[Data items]

___

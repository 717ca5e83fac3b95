//! Daily aggregation and summaries
//!
//! - **daily**: Per-metric calendar-date buckets combined by policy
//! - **summary**: Mean, max and min of one field across days
//! - **format**: CSV rendering
//! - **error**: Error types

pub mod daily;
pub mod error;
pub mod format;
pub mod summary;

pub use daily::{aggregate_daily, DailyAggregate, DailyAggregator, DailySeries, DailyValues, DateRange};
pub use error::{AggregateError, AggregateResult};
pub use format::{csv_file_name, empty_csv, to_csv};
pub use summary::{summarize, Summary};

___

▶ Action item:
What is needed is an exact transcription of every record above.

▶ Completed task:
repository 717ca5e83fac3b95
//! Daily aggregation and summaries
//!
//! - **daily**: Per-metric calendar-date buckets combined by policy
//! - **summary**: Mean, max and min of one field across days
//! - **format**: CSV rendering
//! - **error**: Error types

pub mod daily;
pub mod error;
pub mod format;
pub mod summary;

pub use daily::{aggregate_daily, DailyAggregate, DailyAggregator, DailySeries, DailyValues, DateRange};
pub use error::{AggregateError, AggregateResult};
pub use format::{csv_file_name, empty_csv, to_csv};
pub use summary::{summarize, Summary};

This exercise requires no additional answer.